Lire à ce propos cette tribune de Michel Rocard et Pierre Larrouturou : "Pourquoi faut-il que les Etats payent 600 fois plus que les banques ?"

Extraits :

Est-il normal que, en cas de crise, les banques privées, qui se financent habituellement à 1 % auprès des banques centrales, puissent bénéficier de taux à 0,01 %, mais que, en cas de crise, certains Etats soient obligés au contraire de payer des taux 600 ou 800 fois plus élevés ? "Etre gouverné par l'argent organisé est aussi dangereux que par le crime organisé", affirmait Roosevelt.

Faire payer des taux d'intérêt colossaux pour des dettes accumulées il y a cinq ou dix ans ne participe pas à responsabiliser les gouvernements mais à asphyxier nos économies au seul profit de quelques banques privées...

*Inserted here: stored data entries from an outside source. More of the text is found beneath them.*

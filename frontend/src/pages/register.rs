use common::model::auth::{AuthResponse, RegisterRequest};
use yew::prelude::*;
use yew_router::prelude::*;

use crate::app::{app_context, AppContext};
use crate::auth_store::AuthStore;
use crate::components::forms::{input_field, is_valid_email, on_submit, text_field};
use crate::components::toast::{toast_api_error, toast_error, toast_success};
use crate::http::{api, ApiError};
use crate::routes::Route;

const MIN_PASSWORD_LEN: usize = 8;

pub enum Msg {
    FirstName(String),
    LastName(String),
    Email(String),
    Password(String),
    Confirm(String),
    Submit,
    Done(Result<AuthResponse, ApiError>),
}

pub struct RegisterPage {
    context: AppContext,
    request: RegisterRequest,
    confirm: String,
    processing: bool,
}

/// Client-side checks before the account is requested.
pub fn check_registration(request: &RegisterRequest, confirm: &str) -> Result<(), &'static str> {
    if request.first_name.trim().is_empty() || request.last_name.trim().is_empty() {
        return Err("Enter your first and last name");
    }
    if !is_valid_email(&request.email) {
        return Err("Enter a valid email address");
    }
    if request.password.chars().count() < MIN_PASSWORD_LEN {
        return Err("The password needs at least 8 characters");
    }
    if request.password != confirm {
        return Err("The passwords do not match");
    }
    Ok(())
}

impl Component for RegisterPage {
    type Message = Msg;
    type Properties = ();

    fn create(ctx: &Context<Self>) -> Self {
        Self {
            context: app_context(ctx),
            request: RegisterRequest::default(),
            confirm: String::new(),
            processing: false,
        }
    }

    fn update(&mut self, ctx: &Context<Self>, msg: Self::Message) -> bool {
        match msg {
            Msg::FirstName(value) => self.request.first_name = value,
            Msg::LastName(value) => self.request.last_name = value,
            Msg::Email(value) => self.request.email = value,
            Msg::Password(value) => self.request.password = value,
            Msg::Confirm(value) => self.confirm = value,
            Msg::Submit => {
                if self.processing {
                    return false;
                }
                if let Err(message) = check_registration(&self.request, &self.confirm) {
                    toast_error(message);
                    return false;
                }
                self.processing = true;
                let client = self.context.client.clone();
                let request = RegisterRequest {
                    first_name: self.request.first_name.trim().to_string(),
                    last_name: self.request.last_name.trim().to_string(),
                    email: self.request.email.trim().to_string(),
                    password: self.request.password.clone(),
                };
                ctx.link()
                    .send_future(async move { Msg::Done(api::register(&client, &request).await) });
            }
            Msg::Done(result) => {
                self.processing = false;
                match result {
                    Ok(response) => {
                        AuthStore::save(&response);
                        toast_success("Welcome to Wezawire");
                        if let Some(navigator) = ctx.link().navigator() {
                            navigator.push(&Route::Home);
                        }
                    }
                    Err(error) => toast_api_error("Registration failed", &error),
                }
            }
        }
        true
    }

    fn view(&self, ctx: &Context<Self>) -> Html {
        let link = ctx.link();
        html! {
            <div class="auth-page">
                <form class="auth-card" onsubmit={on_submit(link, || Msg::Submit)}>
                    <h1 class="brand">{ "Wezawire" }</h1>
                    <p class="subtitle">{ "Create your account" }</p>
                    <div class="field-row">
                        { text_field("First name", &self.request.first_name, true, link.callback(Msg::FirstName)) }
                        { text_field("Last name", &self.request.last_name, true, link.callback(Msg::LastName)) }
                    </div>
                    { input_field("Email", "email", &self.request.email, true, link.callback(Msg::Email)) }
                    { input_field("Password", "password", &self.request.password, true, link.callback(Msg::Password)) }
                    { input_field("Confirm password", "password", &self.confirm, true, link.callback(Msg::Confirm)) }
                    <button type="submit" class="btn btn-primary" disabled={self.processing}>
                        { if self.processing { "Creating account..." } else { "Register" } }
                    </button>
                    <p class="auth-switch">
                        { "Already registered? " }
                        <Link<Route> to={Route::Login}>{ "Sign in" }</Link<Route>>
                    </p>
                </form>
            </div>
        }
    }
}

#[cfg(test)]
mod tests {
    use super::*;

    fn request(password: &str) -> RegisterRequest {
        RegisterRequest {
            first_name: "Amina".into(),
            last_name: "Otieno".into(),
            email: "amina@wezawire.com".into(),
            password: password.into(),
        }
    }

    #[test]
    fn mismatched_confirmation_is_rejected() {
        assert_eq!(
            check_registration(&request("s3cretpass"), "s3cretpas"),
            Err("The passwords do not match")
        );
        assert_eq!(check_registration(&request("s3cretpass"), "s3cretpass"), Ok(()));
    }

    #[test]
    fn short_passwords_and_bad_emails_are_rejected() {
        assert!(check_registration(&request("short"), "short").is_err());
        let mut bad_email = request("s3cretpass");
        bad_email.email = "amina".into();
        assert_eq!(check_registration(&bad_email, "s3cretpass"), Err("Enter a valid email address"));
    }
}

Il faut en finir avec le deux poids, deux mesures : en nous inspirant de ce qu'a fait la banque centrale américaine pour sauver le système financier, nous proposons que la "vieille dette" de nos Etats puisse être refinancée à des taux proches de 0 %.

Il n'est pas besoin de modifier les traités européens pour mettre en oeuvre cette idée : certes, la Banque centrale européenne (BCE) n'est pas autorisée à prêter aux Etats membres, mais elle peut prêter sans limite aux organismes publics de crédit (article 21.3 du statut du système européen des banques centrales) et aux organisations internationales (article 23 du même statut). Elle peut donc prêter à 0,01 % à la Banque européenne d'investissement (BEI) ou à la Caisse des dépôts, qui, elles, peuvent prêter à 0,02 % aux Etats qui s'endettent pour rembourser leurs vieilles dettes.

Rien n'empêche de mettre en place de tels financements dès janvier !

L'urgence est d'envoyer aux peuples un signal très clair : l'Europe n'est pas aux mains des lobbies financiers. Elle est au service des citoyens.